Dataset entries
= = = = =
//! Sending side of a transfer
//!
//! The session runs two activities against one [`SendWindow`]: the main loop,
//! which fills the window from the source and advances it on acks, and the
//! retransmission timer, which re-sends everything outstanding each time it
//! fires. The window sits behind a single mutex shared by exactly those two.
//! The main loop never calls into the timer while holding the window lock.

use crate::config::TransferConfig;
use crate::error::Result;
use crate::report::TransferReport;
use arq_io::{Channel, RetransmitTimer};
use arq_protocol::frame;
use arq_protocol::{AckOutcome, SendWindow, MAX_FRAME_SIZE};
use parking_lot::Mutex;
use std::io::{self, ErrorKind, Read};
use std::sync::atomic::{AtomicU64, Ordering};
use std::sync::Arc;
use std::time::Instant;

/// Sends one byte stream to the peer of `channel`
pub struct SenderSession<C: Channel + 'static> {
    channel: Arc<C>,
    config: TransferConfig,
}

impl<C: Channel + 'static> SenderSession<C> {
    pub fn new(channel: Arc<C>, config: TransferConfig) -> Self {
        SenderSession { channel, config }
    }

    pub fn config(&self) -> &TransferConfig {
        &self.config
    }

    /// Transfer everything `reader` yields, returning once the final frame has
    /// been acknowledged
    ///
    /// The channel is closed when this returns, successfully or not.
    pub fn send<R: Read>(self, mut reader: R) -> Result<TransferReport> {
        let retransmissions = Arc::new(AtomicU64::new(0));
        let (window, mut timer) = match self.setup(&retransmissions) {
            Ok(parts) => parts,
            Err(e) => {
                self.channel.close();
                return Err(e);
            }
        };

        tracing::info!(
            mode = %self.config.mode,
            chunk_size = self.config.chunk_size,
            timeout_ms = self.config.retransmit_timeout.as_millis() as u64,
            "starting transfer"
        );

        let started = Instant::now();
        let mut report = TransferReport::default();
        let result = self.run(&mut reader, &window, &timer, &mut report);

        timer.shutdown();
        self.channel.close();

        result?;
        report.retransmissions = retransmissions.load(Ordering::Relaxed);
        report.duration = started.elapsed();

        tracing::info!(
            bytes = report.bytes,
            frames = report.frames,
            retransmissions = report.retransmissions,
            elapsed_ms = report.duration.as_millis() as u64,
            "transfer complete"
        );
        Ok(report)
    }

    fn setup(
        &self,
        retransmissions: &Arc<AtomicU64>,
    ) -> Result<(Arc<Mutex<SendWindow>>, RetransmitTimer)> {
        self.config.validate()?;
        let window = Arc::new(Mutex::new(SendWindow::new(self.config.mode)?));
        let timer = self.spawn_timer(&window, retransmissions)?;
        Ok((window, timer))
    }

    fn spawn_timer(
        &self,
        window: &Arc<Mutex<SendWindow>>,
        retransmissions: &Arc<AtomicU64>,
    ) -> io::Result<RetransmitTimer> {
        let window = Arc::clone(window);
        let channel = Arc::clone(&self.channel);
        let retransmissions = Arc::clone(retransmissions);

        RetransmitTimer::spawn(
            "arq-retransmit",
            self.config.retransmit_timeout,
            move || {
                let mut window = window.lock();
                if window.is_empty() {
                    return;
                }

                for frame in window.outstanding() {
                    if let Err(e) = channel.send(frame) {
                        tracing::warn!(error = %e, "retransmission failed");
                    }
                }
                let resent = window.mark_retransmitted();
                retransmissions.fetch_add(resent as u64, Ordering::Relaxed);

                tracing::debug!(
                    base = %window.base(),
                    resent,
                    attempts = window.max_send_count(),
                    "timeout, resent outstanding frames"
                );
            },
        )
    }

    fn run<R: Read>(
        &self,
        reader: &mut R,
        window: &Mutex<SendWindow>,
        timer: &RetransmitTimer,
        report: &mut TransferReport,
    ) -> Result<()> {
        let mut chunk = vec![0u8; self.config.chunk_size];
        // One spare byte so an oversized datagram is seen as such
        let mut buf = [0u8; MAX_FRAME_SIZE + 1];
        let mut input_done = false;

        loop {
            while !input_done && window.lock().has_room() {
                let n = read_chunk(reader, &mut chunk)?;
                let is_last = n < chunk.len();

                let frame = window.lock().push(&chunk[..n], is_last)?;
                self.channel.send(&frame)?;

                report.frames += 1;
                report.bytes += n as u64;
                input_done = is_last;

                if !timer.is_armed() {
                    timer.start();
                }
            }

            if window.lock().is_complete() {
                return Ok(());
            }

            let (n, from) = self.channel.recv(&mut buf)?;
            let ack = match frame::decode(&buf[..n]) {
                Ok(ack) => ack,
                Err(e) => {
                    tracing::debug!(%from, error = %e, "discarding corrupt ack");
                    report.discarded += 1;
                    continue;
                }
            };

            let outcome = window.lock().on_ack(ack.seq);
            match outcome {
                AckOutcome::Advanced { acked } => {
                    timer.cancel();
                    let pending = window.lock().len();
                    if pending > 0 {
                        timer.start();
                    }
                    tracing::debug!(ack = %ack.seq, acked, pending, "ack accepted");
                }
                AckOutcome::Ignored => {
                    tracing::debug!(ack = %ack.seq, "ignoring ack");
                    report.duplicates += 1;
                }
            }
        }
    }
}

/// Read until `buf` is full or the source is exhausted
fn read_chunk<R: Read>(reader: &mut R, buf: &mut [u8]) -> io::Result<usize> {
    let mut filled = 0;
    while filled < buf.len() {
        match reader.read(&mut buf[filled..]) {
            Ok(0) => break,
            Ok(n) => filled += n,
            Err(e) if e.kind() == ErrorKind::Interrupted => continue,
            Err(e) => return Err(e),
        }
    }
    Ok(filled)
}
= = = = =
WHAT TO DO: Restate, word for word and with nothing added, the lines from the beginning of the records above through the line that contains "pub fn new(channel: Arc<C>, config: TransferConfig)".

FINAL ANSWER:
//! Sending side of a transfer
//!
//! The session runs two activities against one [`SendWindow`]: the main loop,
//! which fills the window from the source and advances it on acks, and the
//! retransmission timer, which re-sends everything outstanding each time it
//! fires. The window sits behind a single mutex shared by exactly those two.
//! The main loop never calls into the timer while holding the window lock.

use crate::config::TransferConfig;
use crate::error::Result;
use crate::report::TransferReport;
use arq_io::{Channel, RetransmitTimer};
use arq_protocol::frame;
use arq_protocol::{AckOutcome, SendWindow, MAX_FRAME_SIZE};
use parking_lot::Mutex;
use std::io::{self, ErrorKind, Read};
use std::sync::atomic::{AtomicU64, Ordering};
use std::sync::Arc;
use std::time::Instant;

/// Sends one byte stream to the peer of `channel`
pub struct SenderSession<C: Channel + 'static> {
    channel: Arc<C>,
    config: TransferConfig,
}

impl<C: Channel + 'static> SenderSession<C> {
    pub fn new(channel: Arc<C>, config: TransferConfig) -> Self {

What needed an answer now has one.